Haydn - Die Jahreszeiten

  • Haydn - Die Jahreszeiten

    Liebe Freunde,

    Haydn und der europäische Songcontest sind ja in diesem Forum irgendwie untrennbar miteinander verbunden. Das gibt mir doch einen wunderbaren Aufhänger für diesen Thread. Denn als in Düsseldorf am vergangenen Samstag verschiedene Nationen gegeneinander antraten, stand ich zur selben Zeit mit meinem Chor in der Philharmonie und sang Haydn. Die Punktevergabe des ESC konnte ich zwar beim abschließenden Bier im Lokal noch mitverfolgen, enttäuscht über die verpassten Beiträge war ich aber trotzdem nicht. Denn das Werk, das wir sangen, hat mich so in Beschlag genommen, dass ich dafür momentan ziemlich viel hergeben würde. Genug der Vorworte. In diesem Thread soll es also um das Oratorium "Die Jahreszeiten" von Joseph Haydn gehen.

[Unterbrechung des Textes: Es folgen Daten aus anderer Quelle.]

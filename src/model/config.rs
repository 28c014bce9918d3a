use std::collections::HashMap;
use std::fmt;
use std::str::FromStr;

use serde::{Deserialize, Serialize};

use super::task::Category;

/// Persisted light/dark preference
#[derive(Debug, Clone, Copy, Default, PartialEq, Eq, Serialize, Deserialize)]
#[serde(rename_all = "lowercase")]
pub enum ThemeMode {
    #[default]
    Light,
    Dark,
}

impl ThemeMode {
    pub fn as_str(self) -> &'static str {
        match self {
            ThemeMode::Light => "light",
            ThemeMode::Dark => "dark",
        }
    }

    /// Parse a stored value. Anything other than `dark` is light.
    pub fn from_stored(s: &str) -> ThemeMode {
        if s.trim() == "dark" {
            ThemeMode::Dark
        } else {
            ThemeMode::Light
        }
    }

    pub fn toggled(self) -> ThemeMode {
        match self {
            ThemeMode::Light => ThemeMode::Dark,
            ThemeMode::Dark => ThemeMode::Light,
        }
    }

    /// Glyph for the toggle control: offers the sun while dark, the moon while light
    pub fn icon(self) -> &'static str {
        match self {
            ThemeMode::Light => "\u{263E}",
            ThemeMode::Dark => "\u{2600}",
        }
    }
}

impl fmt::Display for ThemeMode {
    fn fmt(&self, f: &mut fmt::Formatter<'_>) -> fmt::Result {
        f.write_str(self.as_str())
    }
}

impl FromStr for ThemeMode {
    type Err = String;

    fn from_str(s: &str) -> Result<Self, Self::Err> {
        match s.to_ascii_lowercase().as_str() {
            "light" => Ok(ThemeMode::Light),
            "dark" => Ok(ThemeMode::Dark),
            _ => Err(format!("unknown theme '{}' (expected light, dark)", s)),
        }
    }
}

/// Configuration from config.toml in the data directory
#[derive(Debug, Clone, Default, Serialize, Deserialize)]
pub struct Config {
    #[serde(default)]
    pub ui: UiConfig,
}

#[derive(Debug, Clone, Serialize, Deserialize)]
pub struct UiConfig {
    /// Category preselected when adding a task
    #[serde(default)]
    pub default_category: Category,
    #[serde(default = "default_true")]
    pub show_key_hints: bool,
    /// Hex color overrides per palette
    #[serde(default)]
    pub colors: PaletteOverrides,
}

impl Default for UiConfig {
    fn default() -> Self {
        UiConfig {
            default_category: Category::General,
            show_key_hints: true,
            colors: PaletteOverrides::default(),
        }
    }
}

#[derive(Debug, Clone, Default, Serialize, Deserialize)]
pub struct PaletteOverrides {
    #[serde(default)]
    pub light: HashMap<String, String>,
    #[serde(default)]
    pub dark: HashMap<String, String>,
}

impl PaletteOverrides {
    pub fn for_mode(&self, mode: ThemeMode) -> &HashMap<String, String> {
        match mode {
            ThemeMode::Light => &self.light,
            ThemeMode::Dark => &self.dark,
        }
    }
}

fn default_true() -> bool {
    true
}

#[cfg(test)]
mod tests {
    use super::*;

    #[test]
    fn theme_from_stored_defaults_to_light() {
        assert_eq!(ThemeMode::from_stored("dark"), ThemeMode::Dark);
        assert_eq!(ThemeMode::from_stored("light"), ThemeMode::Light);
        assert_eq!(ThemeMode::from_stored(""), ThemeMode::Light);
        assert_eq!(ThemeMode::from_stored("solarized"), ThemeMode::Light);
    }

    #[test]
    fn theme_toggle_and_icon() {
        assert_eq!(ThemeMode::Light.toggled(), ThemeMode::Dark);
        assert_eq!(ThemeMode::Dark.toggled(), ThemeMode::Light);
        assert_eq!(ThemeMode::Dark.icon(), "\u{2600}");
        assert_eq!(ThemeMode::Light.icon(), "\u{263E}");
    }

    #[test]
    fn config_defaults_from_empty_toml() {
        let config: Config = toml::from_str("").unwrap();
        assert_eq!(config.ui.default_category, Category::General);
        assert!(config.ui.show_key_hints);
        assert!(config.ui.colors.light.is_empty());
    }

    #[test]
    fn config_parses_overrides() {
        let config: Config = toml::from_str(
            r##"
[ui]
default_category = "study"
show_key_hints = false

[ui.colors.dark]
background = "#101010"
"##,
        )
        .unwrap();
        assert_eq!(config.ui.default_category, Category::Study);
        assert!(!config.ui.show_key_hints);
        assert_eq!(
            config.ui.colors.for_mode(ThemeMode::Dark).get("background"),
            Some(&"#101010".to_string())
        );
        assert!(config.ui.colors.for_mode(ThemeMode::Light).is_empty());
    }
}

    Doch die Frage stellt sich vielleicht zunächst: Kann man denn bei den "Jahreszeiten" überhaupt von einem Oratorium sprechen? Immerhin geht es hier vordergründig nicht um ein christliches Thema, sondern schlicht und einfach um die Beschreibung des Jahresgangs. Angefangen mit der Vertreibung des Winters und dem Rufen nach dem Frühling über das Aufblühen der Natur, der Hitze und Ungewitter im Sommer, der Ernte im Herbst bis zu den kalten Nebeln im Winter ist das Werk wenig religiös geprägt. Trotzdem oder gerade deswegen würde ich persönlich unbedingt von einem Oratorium sprechen. Nicht nur, weil die begrifflichen Alternativen fehlen. Zum Einen gibt es Stellen, die eindeutig auf einen Gott verweisen. Der Höhepunkt ist sicher der Schlusschor, der den Jahresgang auf das natürliche Leben und darüber hinaus auf das Leben nach dem Tod bezieht. Zum Anderen, weil, wenn auch auf einer eher hintergründigen Ebene, Gott als der Schöpfergott gelobt wird. Denn auch wenn man am Ende des Herbstes das Loblied auf den Wein als eine sehr menschliche Angelegenheit betrachten kann, schwingt eben doch auch der Dank an den Schöpfer mit, der das Ganze erst möglich gemacht hat.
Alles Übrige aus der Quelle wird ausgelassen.